Saying Mass, taking communion and confessing soldiers and civilians while around there is war with its load of suffering and death. It is not easy but a priest is supported by faith, community and charism and he faces such a great challenge

Svitlana Dukhovych and Gabriella Ceraso – Vatican City

Military chaplain since 2014, teacher and Salesian Fr Oleh Ladnyuk it is told from the front where for years it has shared the hard experience of the war with the military. He tells us what drives him and what helps him about his past experience and the “miracles” he witnesses every time he has managed to escape death under gunfire and bombing.

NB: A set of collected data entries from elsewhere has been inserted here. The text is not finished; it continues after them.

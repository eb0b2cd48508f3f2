//! Navigation history stack
//!
//! An ordered record of visited paths with a cursor. A push while the cursor
//! is not at the tail discards the forward entries, like a browser does.

/// One visited location
#[derive(Clone, Debug, PartialEq, Eq)]
pub struct HistoryEntry {
    path: String,
    /// Logical timestamp, strictly increasing within one resolver
    sequence: u64,
    /// Index of the matched route in the route table
    route: usize,
}

impl HistoryEntry {
    #[inline]
    pub fn path(&self) -> &str {
        &self.path
    }

    #[inline]
    pub fn sequence(&self) -> u64 {
        self.sequence
    }

    #[inline]
    pub(crate) fn route(&self) -> usize {
        self.route
    }
}

/// History entries plus the cursor into them
///
/// Invariant: when `entries` is non-empty, `cursor < entries.len()`.
#[derive(Clone, Debug, Default)]
pub(crate) struct History {
    entries: Vec<HistoryEntry>,
    cursor: usize,
    next_sequence: u64,
    /// Maximum number of retained entries (oldest dropped first)
    limit: Option<usize>,
}

impl History {
    pub fn with_limit(limit: Option<usize>) -> Self {
        Self {
            limit: limit.map(|l| l.max(1)),
            ..Self::default()
        }
    }

    fn next_entry(&mut self, path: &str, route: usize) -> HistoryEntry {
        let sequence = self.next_sequence;
        self.next_sequence += 1;
        HistoryEntry {
            path: path.to_string(),
            sequence,
            route,
        }
    }

    /// Record a new navigation after the cursor and move onto it
    pub fn push(&mut self, path: &str, route: usize) -> &HistoryEntry {
        if !self.entries.is_empty() {
            let keep = self.cursor + 1;
            if keep < self.entries.len() {
                tracing::trace!(
                    "Discarding {} forward history entries",
                    self.entries.len() - keep
                );
                self.entries.truncate(keep);
            }
        }

        let entry = self.next_entry(path, route);
        self.entries.push(entry);
        self.cursor = self.entries.len() - 1;

        if let Some(limit) = self.limit
            && self.entries.len() > limit
        {
            let excess = self.entries.len() - limit;
            self.entries.drain(..excess);
            self.cursor -= excess;
        }

        &self.entries[self.cursor]
    }

    /// Overwrite the entry under the cursor, keeping forward entries
    ///
    /// Falls back to `push` on an empty history.
    pub fn replace(&mut self, path: &str, route: usize) -> &HistoryEntry {
        if self.entries.is_empty() {
            return self.push(path, route);
        }
        let entry = self.next_entry(path, route);
        self.entries[self.cursor] = entry;
        &self.entries[self.cursor]
    }

    /// Index reached by moving the cursor by `delta`, if it exists
    pub fn target(&self, delta: isize) -> Option<usize> {
        if self.entries.is_empty() {
            return None;
        }
        self.cursor
            .checked_add_signed(delta)
            .filter(|&index| index < self.entries.len())
    }

    /// Move the cursor without touching the entries
    pub fn move_to(&mut self, index: usize) -> &HistoryEntry {
        debug_assert!(index < self.entries.len());
        self.cursor = index;
        &self.entries[self.cursor]
    }

    #[inline]
    pub fn current(&self) -> Option<&HistoryEntry> {
        self.entries.get(self.cursor)
    }

    #[inline]
    pub fn cursor(&self) -> Option<usize> {
        (!self.entries.is_empty()).then_some(self.cursor)
    }

    #[inline]
    pub fn entries(&self) -> &[HistoryEntry] {
        &self.entries
    }
}
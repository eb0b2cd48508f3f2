use clap::Parser;
use std::ffi::OsString;

/// Parses the process command line arguments.
pub fn parse_args<T: Parser>() -> Result<T, clap::Error> {
    parse_args_from(std::env::args_os())
}

/// Parses an explicit argument list; the first item is the binary name.
pub fn parse_args_from<T, I, S>(args: I) -> Result<T, clap::Error>
where
    T: Parser,
    I: IntoIterator<Item = S>,
    S: Into<OsString> + Clone,
{
    T::try_parse_from(args)
}
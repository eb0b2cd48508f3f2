//! Application state management
//!
//! This module holds the UI-side state that lives outside the resolver:
//! queued navigation requests, the address bar, the last navigation error,
//! and the settings persisted between runs.

use view_router::NavigationError;

/// Main application state
pub struct AppState {
    /// Navigation requested by the UI this frame, applied before the next one
    pub pending: Option<NavRequest>,

    /// Outcome of the last navigation attempt, shown until the next success
    pub last_error: Option<NavigationError>,

    /// Text of the address bar
    pub address: String,

    /// Map tiles provider
    pub tiles_provider: TilesProvider,

    /// Whether to show the help overlay
    pub show_help: bool,

    /// Whether to show profiling controls in the diagnostics view
    pub show_profiling: bool,
}

impl AppState {
    pub fn new(tiles_provider: TilesProvider) -> Self {
        Self {
            pending: None,
            last_error: None,
            address: String::new(),
            tiles_provider,
            show_help: false,
            show_profiling: false,
        }
    }

    /// Queue a navigation; the latest request of a frame wins
    pub fn request(&mut self, request: NavRequest) {
        if let Some(previous) = self.pending.replace(request) {
            tracing::trace!("Dropping superseded navigation request {previous:?}");
        }
    }
}

/// A navigation triggered from the UI
#[derive(Clone, Debug, PartialEq, Eq)]
pub enum NavRequest {
    Path(String),
    Back,
    Forward,
    /// Jump by an offset relative to the history cursor
    Go(isize),
}

/// Available map tile providers
#[derive(
    Clone, Copy, Debug, PartialEq, Eq, clap::ValueEnum, serde::Serialize, serde::Deserialize,
)]
pub enum TilesProvider {
    #[value(name = "osm")]
    OpenStreetMap,
    #[value(name = "otm")]
    OpenTopoMap,
}

impl TilesProvider {
    pub fn attribution(&self) -> &'static str {
        match self {
            Self::OpenStreetMap => "© OpenStreetMap contributors",
            Self::OpenTopoMap => "© OpenTopoMap (CC-BY-SA)",
        }
    }

    pub fn all() -> &'static [Self] {
        &[Self::OpenStreetMap, Self::OpenTopoMap]
    }

    pub fn name(&self) -> &'static str {
        match self {
            Self::OpenStreetMap => "OpenStreetMap",
            Self::OpenTopoMap => "OpenTopoMap",
        }
    }
}

/// Persisted settings (lightweight, no history)
#[derive(Debug, Clone, PartialEq, serde::Serialize, serde::Deserialize)]
pub struct PersistedSettings {
    /// Path that was current on exit
    pub last_path: Option<String>,
    pub tiles_provider: TilesProvider,
}

impl PersistedSettings {
    pub const KEY: &'static str = "persisted_settings";

    pub fn from_json(json: &str) -> Option<Self> {
        if json.is_empty() {
            return None;
        }
        match serde_json::from_str(json) {
            Ok(settings) => Some(settings),
            Err(err) => {
                tracing::warn!("Ignoring unreadable persisted settings: {err}");
                None
            }
        }
    }
}
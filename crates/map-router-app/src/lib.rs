//! Map Router - Application Library
//!
//! Glues the `view-router` resolver to an eframe window: every route in the
//! table names a view, and the resolver decides which one is mounted.

mod app;

pub use app::MapRouterApp;

eframe_entrypoints::eframe_app!("Map Router", |cc| Box::new(MapRouterApp::new(cc)));
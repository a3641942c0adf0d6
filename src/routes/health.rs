use axum::{extract::State, routing::get, Json, Router};

use crate::models::{AppState, HealthResponse};

pub fn router() -> Router<AppState> {
    Router::new().route("/api/health", get(health_check))
}

async fn health_check(State(state): State<AppState>) -> Json<HealthResponse> {
    let response = HealthResponse {
        status: "ok".to_string(),
        timestamp: chrono::Utc::now().to_rfc3339(),
        sessions: state.sessions.len().await,
    };

    Json(response)
}

#[cfg(test)]
mod tests {
    use std::sync::Arc;

    use axum::body::Body;
    use axum::http::{Request, StatusCode};

    use crate::llm::provider::testing::ScriptedClient;
    use crate::routes::create_router;
    use crate::routes::tests::{create_session, send, test_state};

    #[tokio::test]
    async fn test_health_counts_sessions() {
        let app = create_router(test_state(Arc::new(ScriptedClient::default())));
        create_session(&app).await;
        create_session(&app).await;

        let (status, body) = send(
            &app,
            Request::builder().uri("/api/health").body(Body::empty()).unwrap(),
        )
        .await;

        assert_eq!(status, StatusCode::OK);
        assert_eq!(body["status"], "ok");
        assert_eq!(body["sessions"], 2);
    }
}
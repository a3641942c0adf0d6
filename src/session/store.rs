use std::collections::HashMap;
use std::sync::Arc;

use tokio::sync::{Mutex, RwLock};

use super::{Session, SessionId};

/// Shared handle to one session. Holding its lock for a whole event keeps
/// events on the same session strictly sequential.
pub type SessionHandle = Arc<Mutex<Session>>;

#[derive(Clone, Default)]
pub struct SessionStore {
    inner: Arc<RwLock<HashMap<SessionId, SessionHandle>>>,
}

impl SessionStore {
    pub fn new() -> Self {
        Self::default()
    }

    pub async fn create(&self) -> SessionId {
        let session = Session::new();
        let id = session.id;
        let mut guard = self.inner.write().await;
        guard.insert(id, Arc::new(Mutex::new(session)));
        id
    }

    pub async fn get(&self, id: &SessionId) -> Option<SessionHandle> {
        let guard = self.inner.read().await;
        guard.get(id).cloned()
    }

    /// Drop a session. Returns whether it existed.
    pub async fn remove(&self, id: &SessionId) -> bool {
        let mut guard = self.inner.write().await;
        guard.remove(id).is_some()
    }

    pub async fn len(&self) -> usize {
        self.inner.read().await.len()
    }

    pub async fn is_empty(&self) -> bool {
        self.inner.read().await.is_empty()
    }
}

#[cfg(test)]
mod tests {
    use super::*;
    use crate::types::Message;

    #[tokio::test]
    async fn test_create_get_remove() {
        let store = SessionStore::new();
        let id = store.create().await;
        assert_eq!(store.len().await, 1);

        let handle = store.get(&id).await.expect("session exists");
        assert_eq!(handle.lock().await.id, id);

        assert!(store.remove(&id).await);
        assert!(!store.remove(&id).await);
        assert!(store.get(&id).await.is_none());
        assert!(store.is_empty().await);
    }

    #[tokio::test]
    async fn test_sessions_are_isolated() {
        let store = SessionStore::new();
        let first = store.create().await;
        let second = store.create().await;
        assert_ne!(first, second);

        {
            let handle = store.get(&first).await.unwrap();
            let mut session = handle.lock().await;
            session.add_document("notes.txt", "hello");
            session.push_message(Message::user("hi"));
        }

        let handle = store.get(&second).await.unwrap();
        let session = handle.lock().await;
        assert!(session.documents().is_empty());
        assert!(session.messages().is_empty());
        assert!(!session.has_processed("notes.txt"));
    }
}
//! Chat Service
//!
//! Drives the two user events that change a session: uploading files and
//! submitting a message. Callers hold the session's lock for the whole event.

pub mod assembler;

use std::sync::Arc;

use serde::Serialize;
use tracing::{debug, info, warn};

use crate::extract::{extract_text, FileKind};
use crate::llm::{CompletionClient, CompletionRequest, DEFAULT_MODEL, DEFAULT_TEMPERATURE};
use crate::session::Session;
use crate::types::{AppError, AppResult, Message};

pub const UPLOAD_SUCCESS_NOTICE: &str = "Files uploaded and processed!";

/// One file from an upload request.
#[derive(Debug, Clone)]
pub struct UploadedFile {
    pub file_name: String,
    pub content_type: Option<String>,
    pub bytes: Vec<u8>,
}

#[derive(Debug, Clone, PartialEq, Eq, Serialize)]
#[serde(tag = "status", rename_all = "lowercase")]
pub enum FileOutcome {
    Processed {
        file_name: String,
        kind: FileKind,
        characters: usize,
    },
    Skipped {
        file_name: String,
    },
    Unsupported {
        file_name: String,
    },
    Failed {
        file_name: String,
        error: String,
    },
}

#[derive(Debug, Clone, Serialize)]
pub struct UploadReport {
    pub files: Vec<FileOutcome>,
    pub notice: String,
}

#[derive(Clone)]
pub struct ChatService {
    client: Arc<dyn CompletionClient>,
    model: String,
    temperature: f32,
}

impl ChatService {
    pub fn new(client: Arc<dyn CompletionClient>) -> Self {
        Self {
            client,
            model: DEFAULT_MODEL.to_string(),
            temperature: DEFAULT_TEMPERATURE,
        }
    }

    pub fn with_model(mut self, model: impl Into<String>) -> Self {
        self.model = model.into();
        self
    }

    pub fn model(&self) -> &str {
        &self.model
    }

    /// Extract every file not seen before in this session. A file that fails
    /// to extract is reported and left out; the rest of the batch proceeds.
    pub async fn ingest(&self, session: &mut Session, files: Vec<UploadedFile>) -> UploadReport {
        let mut outcomes = Vec::with_capacity(files.len());

        for file in files {
            if session.has_processed(&file.file_name) {
                debug!(file_name = %file.file_name, "File already processed, skipping");
                outcomes.push(FileOutcome::Skipped {
                    file_name: file.file_name,
                });
                continue;
            }

            let kind = FileKind::for_upload(file.content_type.as_deref(), &file.file_name);
            let UploadedFile { file_name, bytes, .. } = file;
            let extracted = tokio::task::spawn_blocking(move || extract_text(kind, &bytes)).await;

            let outcome = match (kind, extracted) {
                (_, Err(join_error)) => FileOutcome::Failed {
                    file_name,
                    error: join_error.to_string(),
                },
                (_, Ok(Err(e))) => {
                    warn!(file_name = %file_name, error = %e, "Extraction failed");
                    FileOutcome::Failed {
                        file_name,
                        error: e.to_string(),
                    }
                }
                (None, Ok(Ok(text))) => {
                    warn!(file_name = %file_name, "Unsupported file type, recording empty text");
                    session.add_document(file_name.clone(), text);
                    FileOutcome::Unsupported { file_name }
                }
                (Some(kind), Ok(Ok(text))) => {
                    let characters = text.chars().count();
                    info!(file_name = %file_name, kind = ?kind, characters, "Document extracted");
                    session.add_document(file_name.clone(), text);
                    FileOutcome::Processed {
                        file_name,
                        kind,
                        characters,
                    }
                }
            };
            outcomes.push(outcome);
        }

        let notice = upload_notice(&outcomes);
        UploadReport {
            files: outcomes,
            notice,
        }
    }

    /// Record the user's message, ask the model, and record its answer.
    ///
    /// The user message stays in the transcript even when the completion
    /// fails; in that case no assistant message is added.
    pub async fn submit(&self, session: &mut Session, message: &str) -> AppResult<String> {
        if message.trim().is_empty() {
            return Err(AppError::InvalidRequest("message must not be empty".to_string()));
        }

        session.push_message(Message::user(message));

        debug!(documents = session.documents().len(), "Assembling completion request");
        let request = CompletionRequest {
            model: self.model.clone(),
            messages: assembler::assemble(session.documents(), message),
            temperature: self.temperature,
        };

        match self.client.complete(&request).await {
            Ok(completion) => {
                info!(
                    session_id = %session.id,
                    reply_len = completion.content.len(),
                    "Completion received"
                );
                session.push_message(Message::assistant(completion.content.clone()));
                Ok(completion.content)
            }
            Err(e) => {
                warn!(session_id = %session.id, kind = e.kind(), error = %e, "Completion failed");
                Err(e.into())
            }
        }
    }
}

fn upload_notice(outcomes: &[FileOutcome]) -> String {
    let failed = outcomes
        .iter()
        .filter(|o| matches!(o, FileOutcome::Failed { .. }))
        .count();
    if failed == 0 {
        UPLOAD_SUCCESS_NOTICE.to_string()
    } else {
        format!(
            "Processed {} of {} files; {} could not be read.",
            outcomes.len() - failed,
            outcomes.len(),
            failed
        )
    }
}
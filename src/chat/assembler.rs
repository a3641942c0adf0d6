//! Builds the message list sent to the model for one user turn.
//!
//! Layout: the fixed system persona, then (when any document exists) a
//! single user message holding every document's text, then the new user
//! message. Earlier transcript turns are not replayed.

use crate::session::Document;
use crate::types::Message;

pub const SYSTEM_PROMPT: &str = "You are a helpful AI assistant.";
pub const DOCUMENT_PREFIX: &str = "Full document text: ";

pub fn assemble(documents: &[Document], user_message: &str) -> Vec<Message> {
    let mut messages = vec![Message::system(SYSTEM_PROMPT)];

    if !documents.is_empty() {
        let combined = documents
            .iter()
            .map(|d| d.text.as_str())
            .collect::<Vec<_>>()
            .join("\n");
        messages.push(Message::user(format!("{}{}", DOCUMENT_PREFIX, combined)));
    }

    messages.push(Message::user(user_message));
    messages
}
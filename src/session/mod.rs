//! Per-user session state
//!
//! A session owns the chat transcript, the extracted documents and the
//! names of files already processed. Sessions are created explicitly and
//! live until they are ended or the process exits.

pub mod store;

use std::collections::HashSet;

use chrono::{DateTime, Utc};
use serde::Serialize;
use uuid::Uuid;

use crate::types::Message;

pub use store::SessionStore;

pub type SessionId = Uuid;

#[derive(Debug, Clone, PartialEq, Eq, Serialize)]
pub struct Document {
    pub file_name: String,
    pub text: String,
}

#[derive(Debug, Clone)]
pub struct Session {
    pub id: SessionId,
    pub created_at: DateTime<Utc>,
    messages: Vec<Message>,
    documents: Vec<Document>,
    processed_file_names: HashSet<String>,
}

impl Session {
    pub fn new() -> Self {
        Self {
            id: Uuid::new_v4(),
            created_at: Utc::now(),
            messages: Vec::new(),
            documents: Vec::new(),
            processed_file_names: HashSet::new(),
        }
    }

    pub fn messages(&self) -> &[Message] {
        &self.messages
    }

    pub fn documents(&self) -> &[Document] {
        &self.documents
    }

    pub fn has_processed(&self, file_name: &str) -> bool {
        self.processed_file_names.contains(file_name)
    }

    /// Record an extracted document. Returns `false` (and records nothing)
    /// when a file with the same name was already processed.
    pub fn add_document(&mut self, file_name: impl Into<String>, text: impl Into<String>) -> bool {
        let file_name = file_name.into();
        if !self.processed_file_names.insert(file_name.clone()) {
            return false;
        }
        self.documents.push(Document {
            file_name,
            text: text.into(),
        });
        true
    }

    pub fn push_message(&mut self, message: Message) {
        self.messages.push(message);
    }

    /// Empty the transcript. Documents are kept.
    pub fn clear_transcript(&mut self) {
        self.messages.clear();
    }
}

impl Default for Session {
    fn default() -> Self {
        Self::new()
    }
}
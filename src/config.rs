use std::env;
use std::path::{Path, PathBuf};

use serde::Deserialize;

use crate::llm::openai::OPENAI_API_BASE;
use crate::llm::DEFAULT_MODEL;

pub const DEFAULT_SECRETS_FILE: &str = "secrets.toml";
pub const DEFAULT_MAX_UPLOAD_BYTES: usize = 50 * 1024 * 1024;

#[derive(Debug, thiserror::Error)]
pub enum ConfigError {
    #[error("OpenAI API key missing: set OPENAI_API_KEY or [openai] api_key in {0}")]
    MissingApiKey(String),

    #[error("Invalid value for {name}: {value}")]
    InvalidValue { name: &'static str, value: String },

    #[error("Could not read secrets file: {0}")]
    Secrets(#[from] config::ConfigError),
}

#[derive(Debug, Clone, Deserialize)]
pub struct Config {
    pub server: ServerConfig,
    pub llm: LLMConfig,
}

#[derive(Debug, Clone, Deserialize)]
pub struct ServerConfig {
    pub port: u16,
    pub host: String,
    pub cors_allowed_origins: Vec<String>,
    pub max_upload_bytes: usize,
}

#[derive(Clone, Deserialize)]
pub struct LLMConfig {
    pub api_key: String,
    pub base_url: String,
    pub model: String,
}

// Keep the credential out of logs.
impl std::fmt::Debug for LLMConfig {
    fn fmt(&self, f: &mut std::fmt::Formatter<'_>) -> std::fmt::Result {
        f.debug_struct("LLMConfig")
            .field("api_key", &"<redacted>")
            .field("base_url", &self.base_url)
            .field("model", &self.model)
            .finish()
    }
}

fn parse_var<T: std::str::FromStr>(name: &'static str, default: T) -> Result<T, ConfigError> {
    match env::var(name) {
        Ok(value) => value
            .trim()
            .parse()
            .map_err(|_| ConfigError::InvalidValue { name, value }),
        Err(_) => Ok(default),
    }
}

/// Read `[openai] api_key` from a TOML secrets file. A missing file is not an
/// error; a present but unparsable one is.
pub fn api_key_from_secrets(path: &Path) -> Result<Option<String>, ConfigError> {
    let settings = config::Config::builder()
        .add_source(config::File::from(path.to_path_buf()).required(false))
        .build()?;

    match settings.get_string("openai.api_key") {
        Ok(key) if !key.trim().is_empty() => Ok(Some(key.trim().to_string())),
        Ok(_) | Err(config::ConfigError::NotFound(_)) => Ok(None),
        Err(e) => Err(e.into()),
    }
}

/// Resolve the credential: the environment wins, the secrets file is the
/// fallback, and having neither is fatal.
pub fn resolve_api_key(env_key: Option<String>, secrets_path: &Path) -> Result<String, ConfigError> {
    if let Some(key) = env_key.filter(|k| !k.trim().is_empty()) {
        return Ok(key.trim().to_string());
    }
    api_key_from_secrets(secrets_path)?
        .ok_or_else(|| ConfigError::MissingApiKey(secrets_path.display().to_string()))
}

impl Config {
    pub fn from_env() -> Result<Self, ConfigError> {
        dotenvy::dotenv().ok();

        let secrets_path = PathBuf::from(
            env::var("SECRETS_FILE").unwrap_or_else(|_| DEFAULT_SECRETS_FILE.to_string()),
        );

        Ok(Self {
            server: ServerConfig {
                port: parse_var("PORT", 3000)?,
                host: env::var("HOST").unwrap_or_else(|_| "0.0.0.0".to_string()),
                cors_allowed_origins: env::var("ALLOWED_ORIGINS")
                    .unwrap_or_else(|_| "http://localhost:3000".to_string())
                    .split(',')
                    .map(|s| s.trim().to_string())
                    .filter(|s| !s.is_empty())
                    .collect(),
                max_upload_bytes: parse_var("MAX_UPLOAD_BYTES", DEFAULT_MAX_UPLOAD_BYTES)?,
            },
            llm: LLMConfig {
                api_key: resolve_api_key(env::var("OPENAI_API_KEY").ok(), &secrets_path)?,
                base_url: env::var("OPENAI_BASE_URL").unwrap_or_else(|_| OPENAI_API_BASE.to_string()),
                model: env::var("OPENAI_MODEL").unwrap_or_else(|_| DEFAULT_MODEL.to_string()),
            },
        })
    }
}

Don Oleh among the military

It is love that pushes a priest to stay in this situation: having military experience certainly does not hurt because – he says – the danger is everywhere and you need to understand the psychology of those around you to help the soldiers and not be in the way. And then you need a state of mind ready to see death and suffering, overcoming yourself without sinking into pain, indeed trying to establish a good relationship with everyone. The Salesians are facilitated in this, Fr Oleh explains to us, drawing on his experience in the Oratories, including Italian ones. In fact, it is here that you get used to meeting everyone without distinction:

Listen to the interview with Fr Oleh

The challenge of facing suffering

A good habit of Salesians is also physical fatigue, which does not hurt in war and also the psychological formation we are used to. This is our preparation – he explains to us – but the challenges are not lacking first of all that of how to overcome suffering. They ask me-he confesses- “How does faith not prey?” And they tell me they see God in me. “For me – he adds – this is the challenge”.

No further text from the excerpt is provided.